:: Material provided
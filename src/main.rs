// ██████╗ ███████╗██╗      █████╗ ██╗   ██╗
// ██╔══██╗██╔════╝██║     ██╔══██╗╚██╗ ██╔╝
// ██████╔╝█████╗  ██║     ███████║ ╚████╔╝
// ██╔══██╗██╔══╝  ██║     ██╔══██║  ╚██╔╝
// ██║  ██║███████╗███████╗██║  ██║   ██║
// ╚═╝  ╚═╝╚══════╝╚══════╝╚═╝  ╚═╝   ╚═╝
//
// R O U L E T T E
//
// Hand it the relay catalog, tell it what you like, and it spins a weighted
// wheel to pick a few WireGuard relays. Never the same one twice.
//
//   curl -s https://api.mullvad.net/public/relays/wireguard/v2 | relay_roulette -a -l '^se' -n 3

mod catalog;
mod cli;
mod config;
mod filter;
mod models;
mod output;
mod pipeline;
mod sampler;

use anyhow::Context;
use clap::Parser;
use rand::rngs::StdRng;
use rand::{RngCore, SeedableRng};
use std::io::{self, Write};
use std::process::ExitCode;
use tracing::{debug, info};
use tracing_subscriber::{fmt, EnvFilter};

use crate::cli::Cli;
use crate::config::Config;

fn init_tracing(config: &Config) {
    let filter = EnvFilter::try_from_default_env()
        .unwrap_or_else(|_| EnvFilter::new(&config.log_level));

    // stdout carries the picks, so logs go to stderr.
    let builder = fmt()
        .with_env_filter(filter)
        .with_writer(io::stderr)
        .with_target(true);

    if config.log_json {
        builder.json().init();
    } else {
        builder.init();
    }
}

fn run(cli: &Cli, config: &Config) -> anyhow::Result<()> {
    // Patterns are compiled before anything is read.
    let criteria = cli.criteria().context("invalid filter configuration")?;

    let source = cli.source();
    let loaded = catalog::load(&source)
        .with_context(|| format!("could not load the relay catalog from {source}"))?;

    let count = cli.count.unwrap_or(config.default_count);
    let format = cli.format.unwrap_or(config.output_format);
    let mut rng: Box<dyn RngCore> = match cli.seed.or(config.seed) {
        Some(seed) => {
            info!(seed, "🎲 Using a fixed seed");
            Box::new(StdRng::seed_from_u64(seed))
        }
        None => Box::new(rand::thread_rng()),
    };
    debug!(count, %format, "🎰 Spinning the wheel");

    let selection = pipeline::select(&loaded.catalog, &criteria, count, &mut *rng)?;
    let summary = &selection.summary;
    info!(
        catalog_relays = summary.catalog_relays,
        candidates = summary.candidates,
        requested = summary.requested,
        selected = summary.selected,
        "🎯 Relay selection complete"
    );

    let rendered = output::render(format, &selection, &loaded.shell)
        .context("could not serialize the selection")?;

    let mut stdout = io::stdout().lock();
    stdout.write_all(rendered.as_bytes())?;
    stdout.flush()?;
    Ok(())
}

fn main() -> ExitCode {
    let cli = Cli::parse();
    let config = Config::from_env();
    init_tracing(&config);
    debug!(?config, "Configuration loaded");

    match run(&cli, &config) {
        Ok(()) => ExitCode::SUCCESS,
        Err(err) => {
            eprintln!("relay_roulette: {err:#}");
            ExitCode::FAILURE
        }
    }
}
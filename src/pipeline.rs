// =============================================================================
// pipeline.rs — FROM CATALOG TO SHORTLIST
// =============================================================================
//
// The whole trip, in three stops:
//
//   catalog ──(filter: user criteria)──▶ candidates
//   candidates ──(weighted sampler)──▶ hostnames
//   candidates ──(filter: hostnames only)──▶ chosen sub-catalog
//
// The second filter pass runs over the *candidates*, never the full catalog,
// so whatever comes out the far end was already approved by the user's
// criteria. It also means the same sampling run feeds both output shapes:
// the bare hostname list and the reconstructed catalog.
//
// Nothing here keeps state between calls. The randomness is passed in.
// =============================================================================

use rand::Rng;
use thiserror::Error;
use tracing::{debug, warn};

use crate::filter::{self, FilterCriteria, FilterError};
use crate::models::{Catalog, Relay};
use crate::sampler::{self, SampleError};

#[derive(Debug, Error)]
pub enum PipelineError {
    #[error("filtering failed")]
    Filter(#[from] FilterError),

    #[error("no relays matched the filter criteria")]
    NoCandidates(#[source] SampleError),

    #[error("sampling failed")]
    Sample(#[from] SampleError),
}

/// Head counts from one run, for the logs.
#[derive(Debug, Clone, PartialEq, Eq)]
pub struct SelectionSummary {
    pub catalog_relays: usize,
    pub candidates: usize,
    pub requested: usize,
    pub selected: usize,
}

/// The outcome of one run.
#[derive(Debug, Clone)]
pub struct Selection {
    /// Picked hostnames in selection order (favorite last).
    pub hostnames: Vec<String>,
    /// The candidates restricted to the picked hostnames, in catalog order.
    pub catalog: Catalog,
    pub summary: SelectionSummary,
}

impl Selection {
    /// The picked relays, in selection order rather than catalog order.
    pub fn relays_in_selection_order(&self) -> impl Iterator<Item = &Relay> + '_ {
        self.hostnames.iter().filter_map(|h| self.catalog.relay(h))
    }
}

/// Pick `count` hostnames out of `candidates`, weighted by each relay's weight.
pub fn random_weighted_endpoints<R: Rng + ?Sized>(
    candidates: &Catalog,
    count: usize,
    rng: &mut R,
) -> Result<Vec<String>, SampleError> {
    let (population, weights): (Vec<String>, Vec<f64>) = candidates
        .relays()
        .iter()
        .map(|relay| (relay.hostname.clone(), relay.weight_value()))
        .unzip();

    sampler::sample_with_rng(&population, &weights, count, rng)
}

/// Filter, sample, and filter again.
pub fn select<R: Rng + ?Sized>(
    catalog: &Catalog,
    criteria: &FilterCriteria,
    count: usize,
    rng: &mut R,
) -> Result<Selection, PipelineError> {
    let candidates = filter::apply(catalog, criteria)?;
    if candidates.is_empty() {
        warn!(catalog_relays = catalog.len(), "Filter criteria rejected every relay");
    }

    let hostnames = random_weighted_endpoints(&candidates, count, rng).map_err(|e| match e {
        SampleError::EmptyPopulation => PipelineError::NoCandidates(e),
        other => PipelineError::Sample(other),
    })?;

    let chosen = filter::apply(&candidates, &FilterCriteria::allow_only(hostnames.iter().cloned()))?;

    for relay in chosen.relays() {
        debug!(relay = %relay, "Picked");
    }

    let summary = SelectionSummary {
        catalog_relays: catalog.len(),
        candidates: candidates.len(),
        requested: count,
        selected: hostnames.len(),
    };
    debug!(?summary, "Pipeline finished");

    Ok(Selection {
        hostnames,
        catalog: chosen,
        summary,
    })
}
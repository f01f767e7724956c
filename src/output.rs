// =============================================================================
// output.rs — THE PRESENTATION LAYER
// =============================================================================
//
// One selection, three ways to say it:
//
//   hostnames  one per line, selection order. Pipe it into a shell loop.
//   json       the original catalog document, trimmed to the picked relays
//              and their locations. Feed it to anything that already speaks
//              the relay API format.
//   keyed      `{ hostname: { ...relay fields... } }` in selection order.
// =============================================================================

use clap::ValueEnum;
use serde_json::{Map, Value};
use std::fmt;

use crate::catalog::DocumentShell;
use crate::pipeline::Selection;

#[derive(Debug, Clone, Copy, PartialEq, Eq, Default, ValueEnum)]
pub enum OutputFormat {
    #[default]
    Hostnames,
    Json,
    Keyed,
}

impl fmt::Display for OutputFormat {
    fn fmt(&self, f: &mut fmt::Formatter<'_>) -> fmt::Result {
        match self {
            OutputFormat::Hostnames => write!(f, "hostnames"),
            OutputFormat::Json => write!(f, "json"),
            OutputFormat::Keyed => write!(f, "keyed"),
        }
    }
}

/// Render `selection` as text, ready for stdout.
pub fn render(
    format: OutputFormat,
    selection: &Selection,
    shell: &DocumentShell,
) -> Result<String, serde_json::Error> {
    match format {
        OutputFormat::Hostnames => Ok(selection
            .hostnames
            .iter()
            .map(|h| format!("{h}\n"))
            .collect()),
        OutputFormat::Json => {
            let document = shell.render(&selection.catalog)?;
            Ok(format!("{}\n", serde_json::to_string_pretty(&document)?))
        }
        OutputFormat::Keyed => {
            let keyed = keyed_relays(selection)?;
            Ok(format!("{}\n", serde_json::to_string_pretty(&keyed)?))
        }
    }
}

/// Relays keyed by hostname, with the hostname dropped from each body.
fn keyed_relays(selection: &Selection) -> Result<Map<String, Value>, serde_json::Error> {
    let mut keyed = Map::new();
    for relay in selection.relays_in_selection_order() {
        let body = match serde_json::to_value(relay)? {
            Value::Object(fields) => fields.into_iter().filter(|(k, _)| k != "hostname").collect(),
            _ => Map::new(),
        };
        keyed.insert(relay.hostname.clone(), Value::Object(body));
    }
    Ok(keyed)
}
::::
__What you are asked to do__
Copy out every line of the records that the string "warn" appears in.

__Problem solution__
use tracing::{debug, warn};
        warn!(catalog_relays = catalog.len(), "Filter criteria rejected every relay");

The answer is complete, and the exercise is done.